As you work your way up to owning more animals, you get a grasp of the simple but solid economy in the game; some animals produce goods that you sell to the local shopkeeper, while with pigs you simply fatten them up and sell them to the Farmer's Market at a profit. Finding a good balance with the space and money you have is key, as long-term payoffs from pigs — or the longer periods between sellable goods from the likes of sheep and cows — have to be weighed up with less valuable but more frequent commodities from hens and ducks. Once you find an equilibrium, the money flows in.

There are other aspects thrown in to try and test your planning and shake things up. You can level up gradually, with challenges added that give you experience points or extras around the farm — these extras seem to help your progress, but feel rather like irrelevant cosmetic additions to your farm. Animals also get sick on occasion, forcing you to buy medicine and recover their health quickly to avoid the problem spreading; keeping some ready cash handy for such occasions is vital.

And yet, despite attempts to add variety, there's a notable lack of flair to the package. It becomes a monotonous cycle of tapping through your stock, feeding and cleaning, and as soon as that is done cleaning the farm with yet more swiping to remove samey splots of dirt. There's a serious lack of variety to maintain interest, with the ability to speed up the game's time one of few blessings, before embarking on yet another round of feeding and cleaning. Adding new buildings and animals may make the farm look different, but does little to ease the grind and what can only be described as stylus labour.

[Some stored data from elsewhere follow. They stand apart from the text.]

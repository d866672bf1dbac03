//! # console-scripts-rs
//!
//! A Rust crate for testing command-line tools by running them in-process
//! or as real subprocesses and asserting on the captured outcome.
//!
//! Test suites hand a [`ScriptRunner`] a command name, arguments, and
//! options (working directory, environment, stdin), and get back a
//! [`RunResult`] with the exit code and the captured stdout/stderr text,
//! uniform across both launch modes:
//!
//! - **In-process**: the command's registered entry point is called inside
//!   the test process, with the standard streams, argument vector, working
//!   directory, environment, and log filter redirected around the call and
//!   restored afterwards. Fast, because nothing is spawned.
//! - **Subprocess**: the command is located on the search path (or in the
//!   working directory) and spawned as a real child process. Isolated, but
//!   slower. Non-executable interpreted source files are routed through
//!   their interpreter transparently.
//!
//! ## Example
//!
//! ```no_run
//! use std::io::Write;
//!
//! use console_scripts_rs::{args, LaunchMode, RunOptions, ScriptRunner};
//!
//! let runner = ScriptRunner::new(LaunchMode::InProcess, std::env::temp_dir())
//!     .register("greet", || {
//!         let name = args().get(1).cloned().unwrap_or_default();
//!         writeln!(std::io::stdout(), "hello {}", name).unwrap();
//!         Ok(None)
//!     });
//!
//! let result = runner
//!     .run("greet", &["world"], RunOptions::new())
//!     .unwrap();
//! assert!(result.success);
//! assert_eq!(result.stdout, "hello world\n");
//! ```
//!
//! ## Concurrency
//!
//! The in-process mode mutates real process-global state for the duration
//! of the call, with snapshot/restore guards as the safety net. It must
//! not run concurrently with anything else in the process that touches the
//! environment, working directory, standard streams, log filter, or the
//! script argument vector; run one in-process script at a time. Subprocess
//! runs have no such constraint.

pub mod error;
pub mod locate;
pub mod mode;
pub mod registry;
pub mod run;

pub use error::{Error, Result};
pub use locate::{locate, resolve, ResolvedTarget, ScriptKind};
pub use mode::{resolve_launch_modes, LaunchMode};
pub use registry::{EntryFn, EntryPointRegistry, EntryResult, ScriptExit};
pub use run::{args, RunOptions, RunResult, ScriptRunner};
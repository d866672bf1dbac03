//! Launch mode selection
//!
//! A launch mode decides whether a script under test runs inside the test
//! process or as a separate child process. The mode is resolved once per
//! test invocation from layered configuration and stays fixed for the run.

use std::fmt;
use std::str::FromStr;

use crate::error::{Error, Result};

/// How a script under test is executed
#[derive(Debug, Clone, Copy, PartialEq, Eq, Hash)]
pub enum LaunchMode {
    /// Invoke the registered entry point inside the test process, with
    /// process-global state redirected around the call
    InProcess,
    /// Spawn a real child process
    Subprocess,
}

impl LaunchMode {
    /// The configuration string naming this mode
    pub fn as_str(self) -> &'static str {
        match self {
            LaunchMode::InProcess => "inprocess",
            LaunchMode::Subprocess => "subprocess",
        }
    }
}

impl fmt::Display for LaunchMode {
    fn fmt(&self, f: &mut fmt::Formatter<'_>) -> fmt::Result {
        f.write_str(self.as_str())
    }
}

impl FromStr for LaunchMode {
    type Err = Error;

    fn from_str(s: &str) -> Result<Self> {
        match s {
            "inprocess" => Ok(LaunchMode::InProcess),
            "subprocess" => Ok(LaunchMode::Subprocess),
            other => Err(Error::InvalidLaunchMode {
                mode: other.to_string(),
            }),
        }
    }
}

/// Resolve the launch modes for one test from layered configuration.
///
/// Sources are checked closest scope first: a per-test marker value, then a
/// global command-line option value, then a configuration-file default.
/// Empty strings count as unset. With nothing set the default is
/// `inprocess`. A value of `both` yields `[InProcess, Subprocess]`, meaning
/// the same logical test executes once per mode.
pub fn resolve_launch_modes(
    marker: Option<&str>,
    option: Option<&str>,
    config: Option<&str>,
) -> Result<Vec<LaunchMode>> {
    let mode = [marker, option, config]
        .into_iter()
        .flatten()
        .find(|s| !s.is_empty())
        .unwrap_or("inprocess");

    if mode == "both" {
        Ok(vec![LaunchMode::InProcess, LaunchMode::Subprocess])
    } else {
        Ok(vec![mode.parse()?])
    }
}

#[cfg(test)]
mod tests {
    use super::*;

    #[test]
    fn parse_modes() {
        assert_eq!(
            "inprocess".parse::<LaunchMode>().unwrap(),
            LaunchMode::InProcess
        );
        assert_eq!(
            "subprocess".parse::<LaunchMode>().unwrap(),
            LaunchMode::Subprocess
        );
        assert!("bogus".parse::<LaunchMode>().is_err());
    }

    #[test]
    fn default_is_inprocess() {
        let modes = resolve_launch_modes(None, None, None).unwrap();
        assert_eq!(modes, vec![LaunchMode::InProcess]);
    }

    #[test]
    fn marker_beats_option_and_config() {
        let modes =
            resolve_launch_modes(Some("subprocess"), Some("inprocess"), Some("inprocess"))
                .unwrap();
        assert_eq!(modes, vec![LaunchMode::Subprocess]);
    }

    #[test]
    fn option_beats_config() {
        let modes = resolve_launch_modes(None, Some("subprocess"), Some("inprocess")).unwrap();
        assert_eq!(modes, vec![LaunchMode::Subprocess]);
    }

    #[test]
    fn empty_string_counts_as_unset() {
        let modes = resolve_launch_modes(Some(""), Some(""), Some("subprocess")).unwrap();
        assert_eq!(modes, vec![LaunchMode::Subprocess]);
    }

    #[test]
    fn both_yields_two_modes() {
        let modes = resolve_launch_modes(Some("both"), None, None).unwrap();
        assert_eq!(modes, vec![LaunchMode::InProcess, LaunchMode::Subprocess]);
    }

    #[test]
    fn invalid_mode_is_an_error() {
        let err = resolve_launch_modes(Some("sideways"), None, None).unwrap_err();
        assert!(err.to_string().contains("sideways"));
    }
}
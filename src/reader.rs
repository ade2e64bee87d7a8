use image::DynamicImage;
use tracing::instrument;

use crate::{
    CardLocator, CardNumber, CardReading, CardSegmenter, MergeOptions, NumberExtractor, Result,
    TextRecognizer,
};

/// Full pipeline: segment cards, rectify each one, read its number.
pub struct CardReader<S, R> {
    segmenter: S,
    recognizer: R,
    locator: CardLocator,
    extractor: NumberExtractor,
}

impl<S: CardSegmenter, R: TextRecognizer> CardReader<S, R> {
    pub fn new(segmenter: S, recognizer: R) -> Self {
        Self {
            segmenter,
            recognizer,
            locator: CardLocator::new(),
            extractor: NumberExtractor::default(),
        }
    }

    pub fn with_merge_options(mut self, options: MergeOptions) -> Self {
        self.extractor = NumberExtractor::new(options);
        self
    }

    pub fn segmenter(&self) -> &S {
        &self.segmenter
    }

    pub fn recognizer(&self) -> &R {
        &self.recognizer
    }

    /// Rectified card images in detection order, tagged with their outline index.
    #[instrument(skip_all)]
    pub fn locate_cards(&self, image: &DynamicImage) -> Result<Vec<(usize, DynamicImage)>> {
        let outlines = self.segmenter.segment(image)?;
        log::debug!("Segmenter proposed {} card outlines", outlines.len());
        Ok(self.locator.locate_all(image, &outlines))
    }

    /// One reading per card that could be rectified, in detection order.
    #[instrument(skip_all)]
    pub fn read_cards(&self, image: &DynamicImage) -> Result<Vec<CardReading>> {
        let cards = self.locate_cards(image)?;
        self.read_located(&cards)
    }

    /// Reads cards already returned by [`Self::locate_cards`].
    pub fn read_located(&self, cards: &[(usize, DynamicImage)]) -> Result<Vec<CardReading>> {
        cards
            .iter()
            .map(|&(index, ref card)| {
                let number = self.extractor.extract(&self.recognizer, card)?;
                match &number {
                    Some(number) => log::info!("Card {index}: {number}"),
                    None => log::info!("Card {index}: no number found"),
                }
                Ok(CardReading { index, number })
            })
            .collect()
    }

    /// Every card number that could be recovered, in detection order.
    pub fn extract_card_numbers(&self, image: &DynamicImage) -> Result<Vec<CardNumber>> {
        Ok(self
            .read_cards(image)?
            .into_iter()
            .filter_map(|reading| reading.number)
            .collect())
    }
}
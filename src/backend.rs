use image::DynamicImage;

use crate::{CardOutline, Result, TextFragment};

/// Proposes one outline per card visible in an image.
pub trait CardSegmenter {
    fn segment(&self, image: &DynamicImage) -> Result<Vec<CardOutline>>;
}

/// Finds and reads text in an image.
///
/// `Ok(None)` means the engine found no text at all and is handled the same
/// way as an empty list.
pub trait TextRecognizer {
    fn recognize(&self, image: &DynamicImage) -> Result<Option<Vec<TextFragment>>>;
}

impl<T: CardSegmenter + ?Sized> CardSegmenter for &T {
    fn segment(&self, image: &DynamicImage) -> Result<Vec<CardOutline>> {
        (**self).segment(image)
    }
}

impl<T: CardSegmenter + ?Sized> CardSegmenter for Box<T> {
    fn segment(&self, image: &DynamicImage) -> Result<Vec<CardOutline>> {
        (**self).segment(image)
    }
}

impl<T: TextRecognizer + ?Sized> TextRecognizer for &T {
    fn recognize(&self, image: &DynamicImage) -> Result<Option<Vec<TextFragment>>> {
        (**self).recognize(image)
    }
}

impl<T: TextRecognizer + ?Sized> TextRecognizer for Box<T> {
    fn recognize(&self, image: &DynamicImage) -> Result<Option<Vec<TextFragment>>> {
        (**self).recognize(image)
    }
}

Visually, this is a fairly weak effort overall, too. Some cartoony but dull animals and buildings populate the top screen, which isn't interesting enough to often divert attention from the touch screen. A lot of the time it's a fairly quiet experience, too, with the same-old animal soundbites looping as they eat, lay eggs or simply wander around. About as thrilling as actual farming, perhaps.

Conclusion

My Farm 3D has the right intentions, but forgets a key component of any sim based on real-life work and labour; it fails to apply any spark or fun interpretations of the activities at hand. With dull menus and repetition on the touch screen, and nothing particularly interesting on the top screen, it feels like a chore to play. As a sim it successfully recreates the monotony of real life work, but we doubt that was the objective.